Gillings School student, alumnus among first cohort of Schwarzman Scholars
January 11, 2016
The two UNC recipients of the inaugural Schwarzman Scholars program award both represent the Gillings School of Global Public Health.
Larry Han, a senior, and Max Seunik, a 2015 alumnus, have been awarded the elite China-based scholarship, which is modeled after the prestigious Rhodes Scholarship and founded by American financier and Blackstone co-founder and CEO Stephen A. Schwarzman.
This innovative master’s degree program supports the study of public policy, economics and business or international studies at China’s Tsinghua University and bridges the academic and professional worlds to educate students about leadership and China’s expanding global role.
Han and Seunik were selected from more than 3,000 applicants for the award, which provides learning opportunities including high-level interactions at lectures, an internship program, a mentorship network and intensive travel seminars. The public health scholars are Carolina’s first Schwarzman Scholars, and two of only 111 global recipients of the one-year award.
“Larry Han and Max Seunik are gifted leaders and dedicated humanitarians whose respective futures in global health and development are already brilliantly underway, “ said UNC Chancellor Carol L. Folt. “I know this opportunity to continue their pursuits as Schwarzman Scholars will only further invigorate their journeys towards changing the world.’’
Han, 21, is from Raleigh, North Carolina. He plans to graduate this May with a major in biostatistics and minors in chemistry and mathematics.
He is a Morehead-Cain Scholar, a Phi Beta Kappa member and an Honors Carolina student, and is currently writing his senior honors thesis on malaria vaccine efficacy. He also is a recipient of UNC’s Phillips Ambassador Scholarship and the Barry Goldwater Scholarship.
As a nationally-ranked teenage golfer, Han’s love of statistics sprang from his love of the links. When a wrist injury curtailed his ability to play at a higher level, he established a clinic to help golfers improve their game using a formula he devised to chart statistical data of players’ performance. Han spent the summer of 2015 at Wasserman Media Group with the golf consulting division, designing a novel method for assessing PGA Tour event marketability. He also spent three months in Guangzhou, China using biostatics to improve HIV self-testing uptake, which culminated in a presentation at the UNC-Project China Center.
Han hopes to use statistics to help people improve their health outcomes and has already made notable contributions in the treatment of HIV infection and malaria in China and Africa. He plans to pursue the public policy track in the Schwarzman Scholars program and aspires to a career where he can leverage research institutions and industries in the U.S. and China to drive innovative solutions to global problems.
Seunik, 23, is from Mississauga, Ontario, Canada.

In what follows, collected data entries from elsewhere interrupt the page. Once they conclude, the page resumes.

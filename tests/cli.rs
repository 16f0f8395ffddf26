use assert_cmd::Command;

fn rlox() -> Command {
    Command::cargo_bin("rlox").unwrap()
}

#[test]
fn tokenize_prints_tokens() {
    rlox()
        .args(["tokenize", "tests/target/cli/scan.lox"])
        .assert()
        .success()
        .stdout(
            "VAR var null\n\
             IDENTIFIER answer null\n\
             EQUAL = null\n\
             NUMBER 76 76.0\n\
             SEMICOLON ; null\n\
             PRINT print null\n\
             STRING \"hi\" hi\n\
             SEMICOLON ; null\n\
             EOF  null\n",
        );
}

#[test]
fn tokenize_continues_after_lexical_error() {
    rlox()
        .args(["tokenize", "tests/target/cli/scan_error.lox"])
        .assert()
        .code(65)
        .stdout(
            "IDENTIFIER ok null\n\
             SEMICOLON ; null\n\
             EOF  null\n",
        )
        .stderr("[line 1] Error: Unexpected character: @\n");
}

#[test]
fn parse_prints_s_expressions() {
    rlox()
        .args(["parse", "tests/target/cli/parse.lox"])
        .assert()
        .success()
        .stdout(
            "(var a 1.0)\n\
             (print (+ a (* 2.0 3.0)))\n\
             (block (= a 4.0))\n",
        );
}

#[test]
fn parse_error_exits_65() {
    rlox()
        .args(["parse", "tests/target/cli/parse_error.lox"])
        .assert()
        .code(65)
        .stdout("")
        .stderr("[line 1] Error at ';': Expect expression.\n");
}

#[test]
fn evaluate_prints_value() {
    rlox()
        .args(["evaluate", "tests/target/cli/evaluate.lox"])
        .assert()
        .success()
        .stdout("2\n");
}

#[test]
fn evaluate_runtime_error_exits_70() {
    rlox()
        .args(["evaluate", "tests/target/cli/evaluate_error.lox"])
        .assert()
        .code(70)
        .stdout("")
        .stderr("Operand must be a number.\n[line 1]\n");
}

#[test]
fn run_exits_0() {
    rlox()
        .args(["run", "tests/target/cli/run.lox"])
        .assert()
        .success()
        .stdout("3\n");
}

#[test]
fn run_static_error_exits_65() {
    rlox()
        .args(["run", "tests/target/cli/run_static.lox"])
        .assert()
        .code(65)
        .stderr("[line 1] Error at 'return': Can't return from top-level code.\n");
}

#[test]
fn run_runtime_error_exits_70() {
    rlox()
        .args(["run", "tests/target/cli/run_runtime.lox"])
        .assert()
        .code(70)
        .stderr("Operand must be a number.\n[line 1]\n");
}

#[test]
fn run_duplicate_declaration_exits_65() {
    rlox()
        .args(["run", "tests/target/cli/run_duplicate.lox"])
        .assert()
        .code(65)
        .stderr("[line 1] Error at 'a': Already a variable with this name in this scope.\n");
}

He graduated from UNC in May 2015 with a major in health policy and management and a minor in Islamic and Middle Eastern studies.
While at UNC, Seunik was a Morehead-Cain Scholar and was inducted into Phi Beta Kappa. He also completed a senior honors thesis under the supervision of Dr. Benjamin Mason Meier entitled, “Human Rights Mainstreaming in the World Health Organization: A Comparative Study of Regional Offices.” His thesis has since been used to guide how the World Health Organization’s Africa office approaches health and human rights in the region.

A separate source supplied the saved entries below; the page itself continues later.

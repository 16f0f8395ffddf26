use std::cell::RefCell;
use std::collections::HashMap;
use std::fmt::Display;
use std::rc::Rc;

use crate::error::RuntimeError;
use crate::function::Function;
use crate::interpreter::Interpreter;
use crate::object::{Callable, Object};
use crate::token::Token;

/// Represents a class. A class is a callable: calling it allocates an
/// instance and runs its `init` method when one exists anywhere up the
/// superclass chain.
#[derive(Debug, Clone)]
pub struct Class {
    pub name: String,
    pub superclass: Option<Rc<RefCell<Class>>>,
    pub methods: HashMap<String, Function>,
}

impl Class {
    pub fn new(
        name: String,
        superclass: Option<Rc<RefCell<Class>>>,
        methods: HashMap<String, Function>,
    ) -> Self {
        Class { name, superclass, methods }
    }

    /// Looks up a method by name, walking up the superclass chain.
    pub fn find_method(&self, name: &str) -> Option<Function> {
        if let Some(method) = self.methods.get(name) {
            return Some(method.clone());
        }

        self.superclass.as_ref()
            .and_then(|superclass| superclass.borrow().find_method(name))
    }
}

// The callable is the shared handle, not the class value itself: every
// instance must point at the same class for identity comparisons.
impl Callable for Rc<RefCell<Class>> {
    fn call(&self, interpreter: &mut Interpreter, arguments: Vec<Object>) -> Result<Object, RuntimeError> {
        let instance = Rc::new(RefCell::new(Instance::from(self)));

        let initializer = self.borrow().find_method("init");
        if let Some(initializer) = initializer {
            initializer.bind(Rc::clone(&instance)).call(interpreter, arguments)?;
        }

        Ok(Object::from(instance))
    }

    fn arity(&self) -> usize {
        match self.borrow().find_method("init") {
            Some(initializer) => initializer.arity(),
            None => 0,
        }
    }
}

impl Display for Class {
    fn fmt(&self, f: &mut std::fmt::Formatter<'_>) -> std::fmt::Result {
        write!(f, "{}", self.name)
    }
}

/// Represents an instance of a class with its own mutable field map.
#[derive(Debug, Clone)]
pub struct Instance {
    pub class: Rc<RefCell<Class>>,
    pub fields: HashMap<String, Object>,
}

impl Instance {
    /// Resolves a property read: fields shadow methods, and a found method
    /// is returned bound to this instance.
    pub fn get(&self, name: &Token, instance: Rc<RefCell<Instance>>) -> Result<Object, RuntimeError> {
        if let Some(field) = self.fields.get(&name.lexeme) {
            return Ok(field.clone());
        }

        if let Some(method) = self.class.borrow().find_method(&name.lexeme) {
            return Ok(Object::from(method.bind(instance)));
        }

        Err(RuntimeError {
            token: name.clone(),
            message: format!("Undefined property '{}'.", name.lexeme),
        })
    }

    /// Writes a field unconditionally.
    pub fn set(&mut self, name: &Token, value: Object) {
        self.fields.insert(name.lexeme.clone(), value);
    }
}

impl From<&Rc<RefCell<Class>>> for Instance {
    fn from(value: &Rc<RefCell<Class>>) -> Self {
        Instance { class: Rc::clone(value), fields: HashMap::new() }
    }
}

impl Display for Instance {
    fn fmt(&self, f: &mut std::fmt::Formatter<'_>) -> std::fmt::Result {
        write!(f, "{} instance", self.class.borrow().name)
    }
}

During a gap year at UNC, Seunik spent six months in Rio de Janeiro researching the effectiveness of domestic violence prevention networks and shadowing senior World Bank leadership. He later presented his research at the 58th United Nations Commission on the Status of Women. He has completed fieldwork in Rwanda with Rwandan Minister of Health Dr. Angnès Binagwaho, and in Mali with IntraHealth International. His work yielded three forthcoming co-authored articles, a textbook on global health and social justice and a report on the legal status of discrimination against women in Mali (in partnership with the International Labor Organization).
Seunik currently leads a research team with Innovations for Poverty Action to better understand barriers to local public service delivery and improve government outcomes. He intends to pursue the public policy track in the Schwarzman Scholars program and aspires to more effectively bring together distinct policy actors – like China and the U.S. – to build concerted action on poverty alleviation for the most vulnerable populations.
During their time as Schwarzman Scholars, Han and Seunik will live in Beijing for a year of study and cultural immersion, surrounded by an international community of thinkers, innovators and senior leaders in business, politics and society. In this environment of intellectual engagement, they will gain new skills and connections to further their respective long histories of enacting social change.
This news story was adapted from the original UNC Spotlight article.